[Web-SIG] ngx.poll extension (was Re: Are you going to convert Pylons code into Python 3000?)

Thu Mar 6 18:16:23 CET 2008

On 07/03/2008, Brian Smith <brian at briansmith.org> wrote:
> Manlio Perillo wrote:
>  > Brian Smith ha scritto:
>  > > Manlio Perillo wrote:
>  > >> Fine with me but there is a *big* problem.
>  > >>
>  > >> WSGI 2.0 "breaks" support for asynchronous applications (since you
>  > >> can no more send headers in the app iter).
>  > >
>  > > WSGI 1.0 doesn't guarentee that all asynchronous applications will
>  > > work either, because it allows the WSGI gateway to wait for
>  > and buffer
>  > > all the input from the client before even calling the
>  > application callable.
>  > > And, it doesn't provide a way to read an indefinite stream of input
>  > > from the client, which is also problematic.
>  > >
>  > > Anyway, please post a small example of a program that fails to work
>  > > because of these proposed changes for WSGI 2.0.
>  > >
>  > > Thanks,
>  > > Brian
>  > >
>  >
>  >
>  > Attached there are two working examples (I have not committed
>  > it yet, because I'm still testing - there are some problems
>  > that I need to solve).
>
>
> I looked at your examples and now I understand better what you are
>  trying to do.
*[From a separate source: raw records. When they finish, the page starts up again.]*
use imgkit_image::{Image, ImageError};
use rayon::{
    iter::{IndexedParallelIterator, ParallelIterator},
    slice::{ParallelSlice, ParallelSliceMut},
};

/// A rectangular region of an image in pixels.
#[derive(Clone, Copy, Debug, Default, PartialEq, Eq)]
pub struct Rect {
    /// x-coordinate of the top-left corner.
    pub x: usize,
    /// y-coordinate of the top-left corner.
    pub y: usize,
    /// Width of the region.
    pub width: usize,
    /// Height of the region.
    pub height: usize,
}

impl Rect {
    /// Create a new region.
    pub fn new(x: usize, y: usize, width: usize, height: usize) -> Self {
        Self {
            x,
            y,
            width,
            height,
        }
    }

    /// Whether the region lies within an image of the given size.
    pub fn fits_in<T, const C: usize>(&self, image: &Image<T, C>) -> bool {
        self.x + self.width <= image.cols() && self.y + self.height <= image.rows()
    }

    /// Whether the pixel `(x, y)` lies in the region.
    pub fn contains(&self, x: usize, y: usize) -> bool {
        x >= self.x && x < self.x + self.width && y >= self.y && y < self.y + self.height
    }

    fn out_of_bounds<T, const C: usize>(&self, image: &Image<T, C>) -> ImageError {
        ImageError::InvalidRoi(
            self.x,
            self.y,
            self.width,
            self.height,
            image.cols(),
            image.rows(),
        )
    }
}

/// Copy a whole image into a region of another image.
///
/// # Arguments
///
/// * `src` - The image to copy.
/// * `dst` - The destination image.
/// * `x` - The x-coordinate in `dst` of the top-left corner of `src`.
/// * `y` - The y-coordinate in `dst` of the top-left corner of `src`.
///
/// # Errors
///
/// Returns [`ImageError::InvalidRoi`] if `src` does not fit in `dst` at `(x, y)`.
///
/// # Example
///
/// ```
/// use imgkit_image::Image;
/// use imgkit_imgproc::roi::copy_to_roi;
///
/// let src = Image::<u8, 1>::from_size_val([2, 1].into(), 9).unwrap();
/// let mut dst = Image::<u8, 1>::from_size_val([3, 2].into(), 0).unwrap();
///
/// copy_to_roi(&src, &mut dst, 1, 1).unwrap();
/// assert_eq!(dst.as_slice(), &[0, 0, 0, 0, 9, 9]);
/// ```
pub fn copy_to_roi<T, const C: usize>(
    src: &Image<T, C>,
    dst: &mut Image<T, C>,
    x: usize,
    y: usize,
) -> Result<(), ImageError>
where
    T: Copy + Send + Sync,
{
    let roi = Rect::new(x, y, src.cols(), src.rows());
    if !roi.fits_in(dst) {
        return Err(roi.out_of_bounds(dst));
    }

    if src.is_empty() {
        return Ok(());
    }

    let dst_cols = dst.cols();
    let src_row_len = src.cols() * C;

    dst.as_slice_mut()
        .par_chunks_exact_mut(dst_cols * C)
        .skip(y)
        .take(src.rows())
        .zip(src.as_slice().par_chunks_exact(src_row_len))
        .for_each(|(dst_row, src_row)| {
            dst_row[x * C..x * C + src_row_len].copy_from_slice(src_row);
        });

    Ok(())
}

/// Set every value outside of a region to zero.
///
/// # Errors
///
/// Returns [`ImageError::InvalidRoi`] if the region does not fit in the image.
///
/// # Example
///
/// ```
/// use imgkit_image::Image;
/// use imgkit_imgproc::roi::{zero_outside_roi, Rect};
///
/// let mut image = Image::<f32, 1>::from_size_val([3, 2].into(), 1.0).unwrap();
///
/// zero_outside_roi(&mut image, Rect::new(1, 0, 2, 1)).unwrap();
/// assert_eq!(image.as_slice(), &[0.0, 1.0, 1.0, 0.0, 0.0, 0.0]);
/// ```
pub fn zero_outside_roi(image: &mut Image<f32, 1>, roi: Rect) -> Result<(), ImageError> {
    if !roi.fits_in(image) {
        return Err(roi.out_of_bounds(image));
    }

    let cols = image.cols().max(1);
    image
        .as_slice_mut()
        .par_chunks_exact_mut(cols)
        .enumerate()
        .for_each(|(y, row)| {
            row.iter_mut().enumerate().for_each(|(x, v)| {
                if !roi.contains(x, y) {
                    *v = 0.0;
                }
            });
        });

    Ok(())
}

#[cfg(test)]
mod tests {
    use super::Rect;
    use imgkit_image::{Image, ImageError};

    #[test]
    fn copy_to_roi_color() -> Result<(), ImageError> {
        let src = Image::<u8, 3>::from_size_pixel([1, 2].into(), [1, 2, 3])?;
        let mut dst = Image::<u8, 3>::from_size_val([2, 2].into(), 0)?;
        super::copy_to_roi(&src, &mut dst, 1, 0)?;
        #[rustfmt::skip]
        assert_eq!(
            dst.as_slice(),
            &[
                0, 0, 0, 1, 2, 3,
                0, 0, 0, 1, 2, 3,
            ]
        );
        Ok(())
    }

    #[test]
    fn copy_to_roi_out_of_bounds() -> Result<(), ImageError> {
        let src = Image::<u8, 1>::from_size_val([2, 2].into(), 1)?;
        let mut dst = Image::<u8, 1>::from_size_val([3, 3].into(), 0)?;
        assert_eq!(
            super::copy_to_roi(&src, &mut dst, 2, 0),
            Err(ImageError::InvalidRoi(2, 0, 2, 2, 3, 3))
        );
        Ok(())
    }

    #[test]
    fn zero_outside_full_roi_keeps_all() -> Result<(), ImageError> {
        let mut image = Image::<f32, 1>::from_size_val([2, 2].into(), 3.0)?;
        super::zero_outside_roi(&mut image, Rect::new(0, 0, 2, 2))?;
        assert_eq!(image.as_slice(), &[3.0; 4]);

        assert!(super::zero_outside_roi(&mut image, Rect::new(1, 1, 2, 1)).is_err());
        Ok(())
    }
}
I think what you are trying to do is reasonable but it
>  isn't something that is supported even by WSGI 1.0. It happens to work
>  efficiently for your particular gateway, but that isn't what WSGI is
>  about. In fact, any WSGI application that doesn't run correctly with an
>  arbitrary WSGI gateway (assuming no bugs in any gateway) isn't a WSGI
>  application at all.
>
>  It seems that the problem with your examples is not that they won't work
>  with WSGI 2.0. Rather, the problem is that the applications block too
>  long. The application will still work correctly, but will not be
>  efficient when run in nginx's mod_wsgi. However, that isn't a problem
>  with the specification or with the application; it is a problem with
>  nginx's mod_wsgi. I hate reading about the "Pythonic way" of doing
>  things, but writing a WSGI application so that it doesn't block too much
>  or too long is simply not Pythonic. The WSGI gateway needs to abstract
>  away those concerns so that they aren't an issue. Otherwise, the gateway
>  will only be useful for specialized applications designed to run well on
>  that particular gateway. Such specialized applications might as well use
>  specialized (gateway-specific) APIs, if they have to be designed
>  specifically for a particular gateway anyway.
>
>  Further, it is impossible to write a good HTTP proxy with WSGI. The
>  control over threading, blocking, I/O, and buffer management is just not
>  there in WSGI. In order to support efficient implementations of such
>  things, WSGI would have to become so low-level that it would become
>  pointless--it would be exposing an interface that is so low-level that
>  it wouldn't even be cross-platform. It wouldn't abstract away anything.
>
>  At the same time, the current WSGI 2.0 proposal abstracts too much. It
>  is good for applications that are written directly on top of the
>  gateway, and for simple middleware. But, it is not appropriate for a
>  serious framework to be built on. It is wrong to think that the same
>  interface is suitable for frameworks, middleware developers, and
>  application developers. I would rather see WSGI 2.0 become a much
>  lower-level framework that works at the buffer level (not strings), with
>  the ability to do non-blocking reads from wsgi.input, and the ability to
>  let the WSGI gateway do buffering in a sane and efficient manner
>  (there's no reason for the application to do a bunch of string joins
>  when the gateway could just send all the pieces in a single writev()).
>  Some control over blocking, HTTP chunked encoding, etc. could be
>  included as well. The current suggestions for WSGI 2.0 would then just
>  be a sample framework layered on top of this low-level interface, for
>  developers that don't want to use a big framework like DJango or Pylons.
>  But, the big frameworks and middleware would use the low-level interface
>  to run efficiently.

In part adding to what Brian is saying, you (Manlio) speak as if WSGI
2.0 is already somehow set in stone and because you can't do what you
want, then it is no good and we should keep the WSGI 1.0 way of doing
things.

Like Brian is starting to think about what else WSGI 2.0 could be so
as to allow other ways of doing things, why don't you try the same
thing and think about how you could do what you want in a similar
style to WSGI 2.0, but adapting the WSGI 2.0 interface in some way. If
the changes make sense and don't deviate too far from where we have
been going, maybe people might accept it.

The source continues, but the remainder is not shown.